* [Working data]:
■ ■ ■ ■ ■ ■ ■

//! Duplicate suppression keyed by `(event type, sound)`
//!
//! One buffer exists per event type, so entries are keyed by sound id.
//! A hit inside the window bumps the counter of the event the duplicate
//! merged into and slides the window forward.
//!
//! Entries are only recorded for events the queue accepted. An entry whose
//! event was later evicted is dead and is replaced by the next arrival.

use super::event::{Event, OccurrenceCounter};
use serde::Serialize;
use std::collections::HashMap;
use std::time::{Duration, Instant};

#[derive(Debug, Clone)]
struct DedupEntry {
    counter: OccurrenceCounter,
    first_seen: Instant,
    last_seen: Instant,
}

/// Result of checking one event against the buffer
#[derive(Debug, Clone, Copy, PartialEq, Eq)]
pub enum DedupVerdict {
    /// No live entry; the event may proceed
    Fresh,
    /// Merged into an existing entry; carries the new total
    Duplicate { count: u32 },
}

/// Status view of one live entry
#[derive(Debug, Clone, Serialize)]
pub struct DedupEntryInfo {
    pub sound_id: String,
    pub count: u32,
    pub age_secs: f64,
}

#[derive(Debug, Default, Clone)]
pub struct DedupBuffer {
    entries: HashMap<String, DedupEntry>,
}

impl DedupBuffer {
    pub fn new() -> Self {
        Self::default()
    }

    /// Merge `event` into a live entry if there is one
    ///
    /// A miss records nothing; the caller records the event once it is
    /// actually enqueued.
    pub fn check(&mut self, event: &Event, now: Instant, window: Duration) -> DedupVerdict {
        if let Some(entry) = self.entries.get_mut(&event.sound_id) {
            let live = !entry.counter.is_abandoned()
                && now.saturating_duration_since(entry.last_seen) <= window;
            if live {
                entry.last_seen = now;
                let count = entry.counter.bump();
                return DedupVerdict::Duplicate { count };
            }
            self.entries.remove(&event.sound_id);
        }
        DedupVerdict::Fresh
    }

    /// Start a window for an enqueued event
    pub fn record(&mut self, event: &Event, now: Instant) {
        self.entries.insert(
            event.sound_id.clone(),
            DedupEntry {
                counter: event.counter().clone(),
                first_seen: now,
                last_seen: now,
            },
        );
    }

    /// Drop entries whose window has elapsed
    pub fn expire(&mut self, now: Instant, window: Duration) -> usize {
        let before = self.entries.len();
        self.entries.retain(|_, entry| {
            !entry.counter.is_abandoned()
                && now.saturating_duration_since(entry.last_seen) <= window
        });
        before - self.entries.len()
    }

    pub fn len(&self) -> usize {
        self.entries.len()
    }

    pub fn is_empty(&self) -> bool {
        self.entries.is_empty()
    }

    pub fn entries(&self, now: Instant) -> Vec<DedupEntryInfo> {
        let mut infos: Vec<_> = self
            .entries
            .iter()
            .map(|(sound_id, entry)| DedupEntryInfo {
                sound_id: sound_id.clone(),
                count: entry.counter.get(),
                age_secs: now.saturating_duration_since(entry.first_seen).as_secs_f64(),
            })
            .collect();
        infos.sort_by(|a, b| a.sound_id.cmp(&b.sound_id));
        infos
    }
}

#[cfg(test)]
mod tests {
    use super::*;
    use chime_common::NotificationEvent;

    fn event(sound: &str, at: Instant) -> Event {
        Event::from_notification(NotificationEvent::new("stop", sound), at)
    }

    #[test]
    fn test_duplicate_within_window_bumps_original() {
        let t0 = Instant::now();
        let window = Duration::from_secs(2);
        let mut buf = DedupBuffer::new();

        let first = event("bundled:stop", t0);
        assert_eq!(buf.check(&first, t0, window), DedupVerdict::Fresh);
        buf.record(&first, t0);

        let t1 = t0 + Duration::from_secs(1);
        let second = event("bundled:stop", t1);
        assert_eq!(buf.check(&second, t1, window), DedupVerdict::Duplicate { count: 2 });
        assert_eq!(first.occurrences(), 2);
    }

    #[test]
    fn test_check_alone_records_nothing() {
        let t0 = Instant::now();
        let window = Duration::from_secs(2);
        let mut buf = DedupBuffer::new();

        assert_eq!(buf.check(&event("s", t0), t0, window), DedupVerdict::Fresh);
        assert_eq!(buf.check(&event("s", t0), t0, window), DedupVerdict::Fresh);
        assert!(buf.is_empty());
    }

    #[test]
    fn test_window_slides_with_each_hit() {
        let t0 = Instant::now();
        let window = Duration::from_secs(2);
        let mut buf = DedupBuffer::new();
        let first = event("s", t0);
        buf.record(&first, t0);

        for s in 1..=5 {
            let t = t0 + Duration::from_millis(s * 1500);
            assert!(matches!(
                buf.check(&event("s", t), t, window),
                DedupVerdict::Duplicate { .. }
            ));
        }
        assert_eq!(first.occurrences(), 6);
    }

    #[test]
    fn test_expired_entry_is_replaced() {
        let t0 = Instant::now();
        let window = Duration::from_secs(2);
        let mut buf = DedupBuffer::new();
        let first = event("s", t0);
        buf.record(&first, t0);

        let late = t0 + Duration::from_secs(5);
        let second = event("s", late);
        assert_eq!(buf.check(&second, late, window), DedupVerdict::Fresh);
        assert!(buf.is_empty());
        assert_eq!(first.occurrences(), 1);
    }

    #[test]
    fn test_abandoned_entry_takes_no_duplicates() {
        let t0 = Instant::now();
        let window = Duration::from_secs(2);
        let mut buf = DedupBuffer::new();
        let evicted = event("s", t0);
        buf.record(&evicted, t0);
        evicted.counter().abandon();

        let t1 = t0 + Duration::from_secs(1);
        assert_eq!(buf.check(&event("s", t1), t1, window), DedupVerdict::Fresh);
        assert_eq!(evicted.occurrences(), 1);
        assert!(buf.is_empty());
    }

    #[test]
    fn test_different_sounds_do_not_merge() {
        let t0 = Instant::now();
        let window = Duration::from_secs(2);
        let mut buf = DedupBuffer::new();
        let a = event("a", t0);
        buf.record(&a, t0);
        assert_eq!(buf.check(&event("b", t0), t0, window), DedupVerdict::Fresh);
        buf.record(&event("b", t0), t0);
        assert_eq!(buf.len(), 2);
    }

    #[test]
    fn test_expire() {
        let t0 = Instant::now();
        let window = Duration::from_secs(2);
        let mut buf = DedupBuffer::new();
        buf.record(&event("a", t0), t0);
        let t1 = t0 + Duration::from_secs(2);
        buf.record(&event("b", t1), t1);
        let dead = event("c", t1);
        buf.record(&dead, t1);
        dead.counter().abandon();

        assert_eq!(buf.expire(t0 + Duration::from_secs(3), window), 2);
        assert_eq!(buf.entries(t1)[0].sound_id, "b");
    }
}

■ ■ ■ ■ ■ ■ ■

Within the material above, find the lines that hold "OccurrenceCounter" and report only how many there are.

2